Failing to file Form 5472, Information Return of 25 percent Foreign-Owned U.S. Corporation or a Foreign Corporation Engaged in a U.S. Trade or Business: the penalty for failing to file the information return or to keep certain records regarding reportable transactions is $10,000 with an additional $10,000 added for each month the failure continues beginning 90 days after the taxpayer is notified of the delinquency, up to a maximum of $50,000 per return.
Failing to file Form 926, Return by a U.S. Transferor of Property to a Foreign Corporation: the penalty for failing to file a return is 10 percent of the value of the property transferred, up to a maximum of $100,000 per return, with no limit if the failure to report the transfer was intentional.
Failing to file Form 8865, Return of U.S. Persons With Respect to Certain Foreign Partnerships: penalties include $10,000 for failure to file each return, with an additional $10,000 added for each month the failure continues beginning 90 days after the taxpayer is notified of the delinquency, up to a maximum of $50,000 per return, and 10 percent of the value of any transferred property that is not reported, subject to a $10,000 limit.
Fraud penalties imposed under IRC §§ 6651(f) or 6663: if an underpayment of tax, or a failure to file a tax return, is due to fraud, the taxpayer is liable for penalties that, although calculated differently, essentially amount to 75 percent of the unpaid tax.
Penalty for failing to file a tax return imposed under IRC § 6651(a)(1): if a taxpayer fails to file an income tax return, a penalty of 5 percent of the balance due, plus an additional 5 percent for each month or fraction thereof during which the failure continues, may be imposed, but the penalty shall not exceed 25 percent.
Penalty for failing to pay the amount of tax shown on the return under IRC § 6651(a)(2): if a taxpayer fails to pay the amount of tax shown on the return, he or she may be liable for a penalty of .5 percent of the amount of tax sown on the return, plus an additional .5 percent for each month or fraction thereof that the amount remains unpaid, not exceeding 25 percent.

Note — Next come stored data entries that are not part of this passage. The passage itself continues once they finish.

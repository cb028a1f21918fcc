//! Urban Weather Generator Core Library
//!
//! Estimates the air temperature inside a city from weather measured at a
//! rural station. A vertical column over the rural site carries the measured
//! conditions up through the surface layer; an urban boundary layer model
//! heats that reference air with the heat the city releases and ventilates
//! it with the wind or the urban circulation.
//!
//! ## Components
//!
//! - [`column::VerticalColumn`]: stretched vertical grid, hydrostatic
//!   profiles, surface energy balance and turbulent diffusion
//! - [`ubl::UrbanBoundaryLayer`]: footprint geometry, diurnal mixing height
//!   and the day/night boundary-layer energy balance
//! - [`simulation::UrbanClimateModel`]: couples both sites and the boundary
//!   layer under one simulation clock

// Core types and utilities
pub mod config;
pub mod core_types;
pub mod error;
pub mod numerics;
pub mod solar;
pub mod validation;

// Model components
pub mod column;
pub mod simulation;
pub mod surface;
pub mod ubl;

// Re-export core types
pub use core_types::{
    ClockSnapshot, DiurnalForcing, Forcing, ForcingSeries, ForcingSource, Kelvin, KelvinDelta, Meters,
    Pascals, PhysicalConstants, SimulationClock,
};
pub use config::{GeoParams, GridSpec, ModelConfig, SiteConfig};
pub use error::{Result, UwgError};

// Re-export model types
pub use column::{ColumnIndices, VerticalColumn, VerticalGrid};
pub use simulation::{run_ensemble, BuildingLoads, RunSummary, StepReport, UrbanClimateModel, UrbanHeatSource};
pub use surface::{BoundaryCondition, SurfaceConfig, SurfaceElement, SurfaceState};
pub use ubl::{FootprintGeometry, MixingHeightSchedule, Regime, UrbanBoundaryLayer, UrbanFootprint, UrbanSurfaceFluxes};
pub use validation::{compare_trace, reference_tolerance, ReferenceMismatch};

#[cfg(test)]
#[ctor::ctor]
fn init_test_tracing() {
    let _ = tracing_subscriber::fmt()
        .with_env_filter(tracing_subscriber::EnvFilter::from_default_env())
        .with_test_writer()
        .try_init();
}
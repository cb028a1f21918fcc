//! Error types for model construction and time stepping

use std::fmt;

/// Errors raised by the urban climate model.
///
/// Both variants are fatal for the run that produced them: the model is a
/// stiff time-marching system and there is no valid state to resume from.
#[derive(Debug, Clone, PartialEq)]
pub enum UwgError {
    /// Static geometry, grid or parameter input is invalid.
    /// Raised at construction, before any timestep executes.
    Configuration {
        /// Name of the offending parameter
        parameter: &'static str,
        /// What is wrong with it
        message: String,
    },
    /// A timestep produced a non-finite or non-physical intermediate value.
    Numerical {
        /// Name of the quantity that went bad
        quantity: &'static str,
        /// Timestep on which it happened, once known
        timestep: Option<usize>,
        /// The offending value
        value: f64,
    },
}

impl UwgError {
    /// Create a configuration error
    pub fn configuration(parameter: &'static str, message: impl Into<String>) -> Self {
        UwgError::Configuration {
            parameter,
            message: message.into(),
        }
    }

    /// Create a numerical error without timestep information
    pub fn numerical(quantity: &'static str, value: f64) -> Self {
        UwgError::Numerical {
            quantity,
            timestep: None,
            value,
        }
    }

    /// Attach the failing timestep to a numerical error that does not carry one yet
    #[must_use]
    pub fn at_timestep(self, step: usize) -> Self {
        match self {
            UwgError::Numerical {
                quantity,
                timestep: None,
                value,
            } => UwgError::Numerical {
                quantity,
                timestep: Some(step),
                value,
            },
            other => other,
        }
    }

    /// Whether this error was raised at construction time
    pub fn is_configuration(&self) -> bool {
        matches!(self, UwgError::Configuration { .. })
    }
}

impl fmt::Display for UwgError {
    fn fmt(&self, f: &mut fmt::Formatter<'_>) -> fmt::Result {
        match self {
            UwgError::Configuration { parameter, message } => {
                write!(f, "Invalid configuration '{parameter}': {message}")
            }
            UwgError::Numerical {
                quantity,
                timestep: Some(step),
                value,
            } => write!(f, "Non-physical {quantity} = {value} at timestep {step}"),
            UwgError::Numerical {
                quantity,
                timestep: None,
                value,
            } => write!(f, "Non-physical {quantity} = {value}"),
        }
    }
}

impl std::error::Error for UwgError {}

/// Result alias used throughout the crate
pub type Result<T> = std::result::Result<T, UwgError>;

/// Reject NaN and infinities, naming the quantity in the error.
#[inline]
pub(crate) fn ensure_finite(quantity: &'static str, value: f64) -> Result<f64> {
    if value.is_finite() {
        Ok(value)
    } else {
        Err(UwgError::numerical(quantity, value))
    }
}

/// Check every entry of a profile, reporting the first non-finite one.
pub(crate) fn ensure_all_finite(quantity: &'static str, values: &[f64]) -> Result<()> {
    match values.iter().find(|v| !v.is_finite()) {
        Some(&bad) => Err(UwgError::numerical(quantity, bad)),
        None => Ok(()),
    }
}

#[cfg(test)]
mod tests {
    use super::*;

    #[test]
    fn test_timestep_attached_once() {
        let err = UwgError::numerical("ubl temperature", f64::NAN)
            .at_timestep(12)
            .at_timestep(40);
        match err {
            UwgError::Numerical { timestep, .. } => assert_eq!(timestep, Some(12)),
            UwgError::Configuration { .. } => panic!("wrong variant"),
        }
    }

    #[test]
    fn test_display_names_quantity_and_step() {
        let err = UwgError::numerical("aerodynamic conductance", -1.0).at_timestep(3);
        let msg = err.to_string();
        assert!(msg.contains("aerodynamic conductance"));
        assert!(msg.contains("timestep 3"));
    }

    #[test]
    fn test_configuration_untouched_by_timestep() {
        let err = UwgError::configuration("grid.growth_ratio", "must be positive").at_timestep(5);
        assert!(err.is_configuration());
    }

    #[test]
    fn test_ensure_finite() {
        assert_eq!(ensure_finite("x", 2.5), Ok(2.5));
        assert!(ensure_finite("x", f64::INFINITY).is_err());
        assert!(ensure_all_finite("profile", &[1.0, f64::NAN, 3.0]).is_err());
        assert!(ensure_all_finite("profile", &[1.0, 2.0]).is_ok());
    }
}
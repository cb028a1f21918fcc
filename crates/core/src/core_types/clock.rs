//! Simulation time bookkeeping
//!
//! `SimulationClock` is the single owner of model time. Components never read
//! it directly; each advance call receives an immutable [`ClockSnapshot`] and
//! the orchestrator advances the clock once every component has finished the
//! timestep.

use serde::{Deserialize, Serialize};

/// Seconds in one day
pub const SECONDS_PER_DAY: f64 = 86_400.0;

/// Days per month in a non-leap year (weather files are typical-year data)
const DAYS_IN_MONTH: [u32; 12] = [31, 28, 31, 30, 31, 30, 31, 31, 30, 31, 30, 31];

/// Immutable view of the model time for one timestep.
#[derive(Debug, Clone, Copy, PartialEq, Serialize, Deserialize)]
pub struct ClockSnapshot {
    /// Month (1-12)
    pub month: u32,
    /// Day of month (1-31)
    pub day: u32,
    /// Seconds since local midnight
    pub sec_day: f64,
    /// Index of this timestep (0-based)
    pub timestep: usize,
    /// Timestep length (s)
    pub dt: f64,
    /// Seconds since the start of the run
    pub elapsed: f64,
}

impl ClockSnapshot {
    /// Local clock time in hours (0-24)
    #[inline]
    pub fn hour(&self) -> f64 {
        self.sec_day / 3600.0
    }

    /// Day of the year (1-365)
    pub fn day_of_year(&self) -> u32 {
        day_of_year(self.month, self.day)
    }
}

/// Day of year for a month/day pair in a non-leap year
pub fn day_of_year(month: u32, day: u32) -> u32 {
    let month = month.clamp(1, 12) as usize;
    DAYS_IN_MONTH[..month - 1].iter().sum::<u32>() + day
}

/// Owner of the simulation time.
#[derive(Debug, Clone, Serialize, Deserialize)]
pub struct SimulationClock {
    month: u32,
    day: u32,
    sec_day: f64,
    timestep: usize,
    dt: f64,
    /// Total number of timesteps in the run
    total_steps: usize,
}

impl SimulationClock {
    /// Create a clock starting at midnight of `month`/`day`, running `n_days` days
    /// with timestep `dt` seconds.
    pub fn new(month: u32, day: u32, n_days: u32, dt: f64) -> Self {
        let total_steps = (f64::from(n_days) * SECONDS_PER_DAY / dt).round() as usize;
        Self {
            month: month.clamp(1, 12),
            day: day.max(1),
            sec_day: 0.0,
            timestep: 0,
            dt,
            total_steps,
        }
    }

    /// Snapshot of the current time
    pub fn snapshot(&self) -> ClockSnapshot {
        ClockSnapshot {
            month: self.month,
            day: self.day,
            sec_day: self.sec_day,
            timestep: self.timestep,
            dt: self.dt,
            elapsed: self.timestep as f64 * self.dt,
        }
    }

    /// Advance by one timestep, rolling over day, month and year boundaries.
    pub fn advance(&mut self) {
        self.timestep += 1;
        self.sec_day += self.dt;
        if self.sec_day >= SECONDS_PER_DAY {
            self.sec_day -= SECONDS_PER_DAY;
            self.day += 1;
            if self.day > DAYS_IN_MONTH[self.month as usize - 1] {
                self.day = 1;
                self.month = if self.month == 12 { 1 } else { self.month + 1 };
            }
        }
    }

    /// Timesteps left before the run is complete
    pub fn remaining(&self) -> usize {
        self.total_steps.saturating_sub(self.timestep)
    }

    /// Whether the configured number of timesteps has been executed
    pub fn is_finished(&self) -> bool {
        self.remaining() == 0
    }

    /// Shorten the run so that only `remaining` more timesteps execute.
    ///
    /// Used by drivers and tests to stop a run early at a chosen time.
    pub fn truncate(&mut self, remaining: usize) {
        self.total_steps = self.timestep + remaining.min(self.remaining());
    }

    /// Total timestep count of the run
    pub fn total_steps(&self) -> usize {
        self.total_steps
    }

    pub fn month(&self) -> u32 {
        self.month
    }

    pub fn day(&self) -> u32 {
        self.day
    }

    pub fn sec_day(&self) -> f64 {
        self.sec_day
    }

    pub fn dt(&self) -> f64 {
        self.dt
    }
}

Accuracy-related penalty on underpayments imposed under IRC § 6662: depending upon which component of the accuracy-related penalty is applicable, a taxpayer may be liable for a 20 percent or 40 percent penalty.
If you are being audited by the Internal Revenue Service, Franchise Tax Board or any other state or local tax authority, contact the tax attorneys at David Lee Rice, A Professional Law Corporation, immediately at (310) 517-8600 for a consultation.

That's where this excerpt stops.